Homilia no XIX Domingo Comum C 2016 – Início da Semana Nacional das Migrações
Nota: estarei ausente da comunidade paroquial, neste domingo. A homilia que se segue é apenas uma proposta de reflexão a partir da 2.ª leitura, com ligação à temática da Semana das Migrações. Também a Oração dos fiéis se inspira na Mensagem para o Dia do Migrante e Refugiado.
1.A grandiosa figura de Abraão, nosso pai na fé, um arameu errante, é a imagem bíblica do homem peregrino, em busca da Terra Prometida… em demanda dessa “cidade cujo arquiteto e construtor é Deus”. Essa “cidade de Deus” é o sonho do Reino, que somos chamados, por Deus, a construir, no nosso metro quadrado, na nossa cidade, em cada canto e recanto do mundo, que é casa comum de todos os povos, onde habitamos como peregrinos, sem morada permanente. Portanto, na origem da nossa história de salvação, está um pai na fé, um patriarca, que é um peregrino, um emigrante, enfim, um estrangeiro, com um coração tão grande como o seu nome de Abraão.
2.Como podemos então viver a nossa fé, assumir a nossa condição de crentes, de peregrinos da Terra da Promessa, sem ver nem reconhecer, no estrangeiro, no peregrino, no refugiado, o semblante do rosto de Deus, que, em Jesus Cristo, Se fez hóspede e peregrino no meio de nós?! O nosso Deus é um Deus que Se identifica com os cansados peregrinos, com os sem teto, os sem-terra, os sem trabalho. Em cada uma destas pessoas, é Deus que pede para ser acolhido, amado e reconhecido, é Cristo que passa pela nossa vida e bate à porta, para entrar e cear connosco (Ap 3,20). “Os migrantes são nossos irmãos e irmãs que procuram uma vida melhor longe da pobreza, da fome, da exploração e da injusta distribuição dos recursos do planeta, que deveriam ser divididos equitativamente entre todos”.Neste sentido, acentua o Papa, na sua Mensagem, que inspira o lema desta semana, «os emigrantes e refugiados interpelam-nos». E – diz ele – “a resposta do Evangelho”, face a estes “pequeninos”, que são hoje os mais pequeninos dos pequeninos “é a misericórdia (…) A misericórdia alimenta e robustece a solidariedade para com o próximo”, torna-nos “guardiães dos nossos irmãos e irmãs, onde quer que vivam.

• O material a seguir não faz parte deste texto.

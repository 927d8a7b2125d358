// File: crates/tabplot-core/src/chart.rs
// Summary: Box plot, grouped bar, and line chart builders emitting draw primitives.

use crate::axis::{band_ticks, linear_ticks};
use crate::draw::{AxisOrient, Curve, DrawPrimitive, TextAnchor};
use crate::error::{ChartError, Result};
use crate::scale::{BandScale, LinearScale};
use crate::summary::summarize;
use crate::table::Table;
use crate::theme::Theme;
use crate::types::{Insets, HEIGHT, WIDTH};

/// Pixel strip reserved right of the bar-chart plot for its legend.
const LEGEND_RESERVE: f32 = 100.0;
/// Legend row pitch and swatch side.
const LEGEND_ROW_H: f32 = 20.0;
const LEGEND_SWATCH: f32 = 15.0;
/// Slant for crowded categorical tick labels (dates on the line chart).
const DATE_LABEL_ROT: f32 = -25.0;
/// Target tick count on the value axis.
const Y_TICKS: usize = 10;

const TITLE_SIZE: f32 = 14.0;
const LEGEND_LABEL_SIZE: f32 = 12.0;

/// Surface geometry and styling shared by all chart kinds. Per-kind knobs
/// (band paddings) are builder arguments since they differ per chart.
#[derive(Clone, Debug)]
pub struct ChartConfig {
    pub width: i32,
    pub height: i32,
    pub insets: Insets,
    pub theme: Theme,
    /// Title under the category axis; empty means none.
    pub x_title: String,
    /// Title left of the value axis, drawn rotated; empty means none.
    pub y_title: String,
}

impl Default for ChartConfig {
    fn default() -> Self {
        Self {
            width: WIDTH,
            height: HEIGHT,
            insets: Insets::default(),
            theme: Theme::light(),
            x_title: String::new(),
            y_title: String::new(),
        }
    }
}

impl ChartConfig {
    fn plot_left(&self) -> f32 {
        self.insets.left as f32
    }
    fn plot_right(&self) -> f32 {
        (self.width - self.insets.right as i32) as f32
    }
    fn plot_top(&self) -> f32 {
        self.insets.top as f32
    }
    fn plot_bottom(&self) -> f32 {
        (self.height - self.insets.bottom as i32) as f32
    }
}

/// A fully built chart: pixel-resolved primitives in draw order, plus the
/// two scales used, so callers can lay out further decorations consistently.
#[derive(Clone, Debug)]
pub struct Figure {
    pub width: i32,
    pub height: i32,
    pub insets: Insets,
    pub theme: Theme,
    pub x_scale: BandScale,
    pub y_scale: LinearScale,
    pub primitives: Vec<DrawPrimitive>,
}

/// Axis baselines, ticks, and titles common to every chart kind.
fn frame_primitives(
    cfg: &ChartConfig,
    x: &BandScale,
    y: &LinearScale,
    x_label_rot: f32,
) -> Vec<DrawPrimitive> {
    let theme = &cfg.theme;
    let (xlo, xhi) = x.range();
    let (ylo, yhi) = y.range();
    let mut prims = vec![
        DrawPrimitive::Segment {
            x1: xlo,
            y1: cfg.plot_bottom(),
            x2: xhi,
            y2: cfg.plot_bottom(),
            stroke: theme.axis_line,
            stroke_width: 1.5,
        },
        DrawPrimitive::Segment {
            x1: xlo,
            y1: ylo,
            x2: xlo,
            y2: yhi,
            stroke: theme.axis_line,
            stroke_width: 1.5,
        },
    ];
    prims.extend(band_ticks(x, AxisOrient::Bottom, x_label_rot));
    prims.extend(linear_ticks(y, AxisOrient::Left, Y_TICKS));
    if !cfg.x_title.is_empty() {
        prims.push(DrawPrimitive::Text {
            x: cfg.width as f32 / 2.0,
            y: cfg.height as f32 - 15.0,
            content: cfg.x_title.clone(),
            anchor: TextAnchor::Middle,
            rotation_deg: 0.0,
            color: theme.axis_label,
            size: TITLE_SIZE,
        });
    }
    if !cfg.y_title.is_empty() {
        prims.push(DrawPrimitive::Text {
            x: 15.0,
            y: cfg.height as f32 / 2.0,
            content: cfg.y_title.clone(),
            anchor: TextAnchor::Middle,
            rotation_deg: -90.0,
            color: theme.axis_label,
            size: TITLE_SIZE,
        });
    }
    prims
}

fn value_max(table: &Table, field: &str) -> Result<f64> {
    let (_, max) = table.numeric_extent(field)?.ok_or(ChartError::EmptyDomain)?;
    Ok(max)
}

/// Build a grouped box plot: one five-number glyph per `category_field`
/// value over a value axis shared by all groups.
///
/// Per category, in draw order: whisker segment (min..max, band-centered),
/// the q1..q3 box over the full bandwidth, then the median line on top.
pub fn build_box_plot(
    table: &Table,
    category_field: &str,
    value_field: &str,
    cfg: &ChartConfig,
    padding: f32,
) -> Result<Figure> {
    let x = BandScale::new(
        table.distinct_labels(category_field)?,
        (cfg.plot_left(), cfg.plot_right()),
        padding,
    )?;
    let (vmin, vmax) = table
        .numeric_extent(value_field)?
        .ok_or(ChartError::EmptyDomain)?;
    let y = LinearScale::new((vmin, vmax), (cfg.plot_bottom(), cfg.plot_top()));
    let theme = &cfg.theme;

    let mut prims = frame_primitives(cfg, &x, &y, 0.0);
    for (category, s) in summarize(table, category_field, value_field)? {
        let x0 = x.position(&category)?;
        let bw = x.bandwidth();
        let cx = x0 + bw / 2.0;
        prims.push(DrawPrimitive::Segment {
            x1: cx,
            y1: y.to_px(s.min),
            x2: cx,
            y2: y.to_px(s.max),
            stroke: theme.mark_stroke,
            stroke_width: 2.0,
        });
        prims.push(DrawPrimitive::Rect {
            x: x0,
            y: y.to_px(s.q3),
            w: bw,
            h: y.to_px(s.q1) - y.to_px(s.q3),
            fill: theme.box_fill,
            stroke: Some(theme.mark_stroke),
        });
        prims.push(DrawPrimitive::Segment {
            x1: x0,
            y1: y.to_px(s.median),
            x2: x0 + bw,
            y2: y.to_px(s.median),
            stroke: theme.mark_stroke,
            stroke_width: 2.0,
        });
    }

    Ok(Figure {
        width: cfg.width,
        height: cfg.height,
        insets: cfg.insets,
        theme: cfg.theme,
        x_scale: x,
        y_scale: y,
        primitives: prims,
    })
}

/// Build a grouped bar chart: an outer band per `outer_field` value, a
/// nested band per `inner_field` value inside it, bars bottom-anchored on
/// a shared `[0, max]` value axis, and a swatch/label legend in the strip
/// reserved right of the plot.
pub fn build_grouped_bar_chart(
    table: &Table,
    outer_field: &str,
    inner_field: &str,
    value_field: &str,
    cfg: &ChartConfig,
    outer_padding: f32,
    inner_padding: f32,
) -> Result<Figure> {
    let x = BandScale::new(
        table.distinct_labels(outer_field)?,
        (cfg.plot_left(), cfg.plot_right() - LEGEND_RESERVE),
        outer_padding,
    )?;
    let inner = BandScale::new(
        table.distinct_labels(inner_field)?,
        (0.0, x.bandwidth()),
        inner_padding,
    )?;
    let y = LinearScale::new(
        (0.0, value_max(table, value_field)?),
        (cfg.plot_bottom(), cfg.plot_top()),
    );
    let theme = &cfg.theme;

    let mut prims = frame_primitives(cfg, &x, &y, 0.0);

    let outer_col = table.column_index(outer_field)?;
    let inner_col = table.column_index(inner_field)?;
    let value_col = table.column_index(value_field)?;
    for row in 0..table.len() {
        let outer_label = table.label_at(row, outer_col);
        let inner_label = table.label_at(row, inner_col);
        let top = y.to_px(table.number_at(row, value_col)?);
        prims.push(DrawPrimitive::Rect {
            x: x.position(&outer_label)? + inner.position(&inner_label)?,
            y: top,
            w: inner.bandwidth(),
            h: cfg.plot_bottom() - top,
            fill: theme.series_color(inner.index(&inner_label)?),
            stroke: None,
        });
    }

    // legend: swatch + label per inner category, stacked in first-seen order
    let lx = cfg.plot_right() - LEGEND_RESERVE;
    let ly = cfg.plot_top();
    for (i, label) in inner.domain().iter().enumerate() {
        let row_y = ly + i as f32 * LEGEND_ROW_H;
        prims.push(DrawPrimitive::Rect {
            x: lx,
            y: row_y,
            w: LEGEND_SWATCH,
            h: LEGEND_SWATCH,
            fill: theme.series_color(i),
            stroke: None,
        });
        prims.push(DrawPrimitive::Text {
            x: lx + LEGEND_SWATCH + 5.0,
            y: row_y + 12.0,
            content: label.clone(),
            anchor: TextAnchor::Start,
            rotation_deg: 0.0,
            color: theme.axis_label,
            size: LEGEND_LABEL_SIZE,
        });
    }

    Ok(Figure {
        width: cfg.width,
        height: cfg.height,
        insets: cfg.insets,
        theme: cfg.theme,
        x_scale: x,
        y_scale: y,
        primitives: prims,
    })
}

/// Build a line chart: one path point per row, in input row order, at band
/// centers over a `[0, max]` value axis. Callers pre-sort rows when
/// `x_field` is chronological. A single-row table yields a single-point
/// path, not an error.
pub fn build_line_chart(
    table: &Table,
    x_field: &str,
    y_field: &str,
    cfg: &ChartConfig,
    padding: f32,
) -> Result<Figure> {
    let x = BandScale::new(
        table.distinct_labels(x_field)?,
        (cfg.plot_left(), cfg.plot_right()),
        padding,
    )?;
    let y = LinearScale::new(
        (0.0, value_max(table, y_field)?),
        (cfg.plot_bottom(), cfg.plot_top()),
    );

    let mut prims = frame_primitives(cfg, &x, &y, DATE_LABEL_ROT);

    let x_col = table.column_index(x_field)?;
    let y_col = table.column_index(y_field)?;
    let mut points = Vec::with_capacity(table.len());
    for row in 0..table.len() {
        let label = table.label_at(row, x_col);
        points.push((x.center(&label)?, y.to_px(table.number_at(row, y_col)?)));
    }
    prims.push(DrawPrimitive::Path {
        points,
        curve: Curve::Natural,
        stroke: cfg.theme.mark_stroke,
        stroke_width: 2.0,
    });

    Ok(Figure {
        width: cfg.width,
        height: cfg.height,
        insets: cfg.insets,
        theme: cfg.theme,
        x_scale: x,
        y_scale: y,
        primitives: prims,
    })
}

O cultivo de bons contactos pessoais e a capacidade de superar preconceitos e medos são ingredientes essenciais para se promover a cultura do encontro, onde cada um esteja disposto não só a dar, mas também a receber dos outros. De facto, a hospitalidade vive do dar e receber” (Ibidem).
3.Desta hospitalidade, que era dever sagrado de todo o judeu, e que figura entre as obras de misericórdia corporais do cristão, Abraão é modelo e exemplo, quando recebe generosamente em sua casa três figuras misteriosas, como escutávamos há três domingos atrás (cf. 1.ª leitura do XVI Domingo Comum C). Aliás, toda “a revelação bíblica encoraja a receção do estrangeiro, motivando-a com a certeza de que, assim fazendo, abrem-se as portas a Deus e, no rosto do outro, manifestam-se os traços de Jesus Cristo”. Por isso, “acolher o outro é acolher a Deus em pessoa” (Ibidem).
4.Recentemente na Polónia, o Papa insistiu, mais uma vez, na necessidade de abrir pontes e derrubar muros, no dever de acolher quem foge da guerra ou quem sai de um país, à procura de uma vida melhor, vencendo medos injustificados e especulações sobre a pele dos estrangeiros, dos emigrantes e refugiados. E isto, não raro, também se vive em algumas comunidades paroquiais, que veem ameaçada a tranquilidade tradicional.
5.Este tempo de férias seja também um tempo para a hospitalidade, para o contacto partilhado com os turistas, com os emigrantes, com pessoas e culturas diferentes! Em cada pessoa que passa, Deus deixa um ar da sua graça! Não deixemos que passem em vão! Porque em cada um deles mora Deus, que Se revela no rosto de um irmão!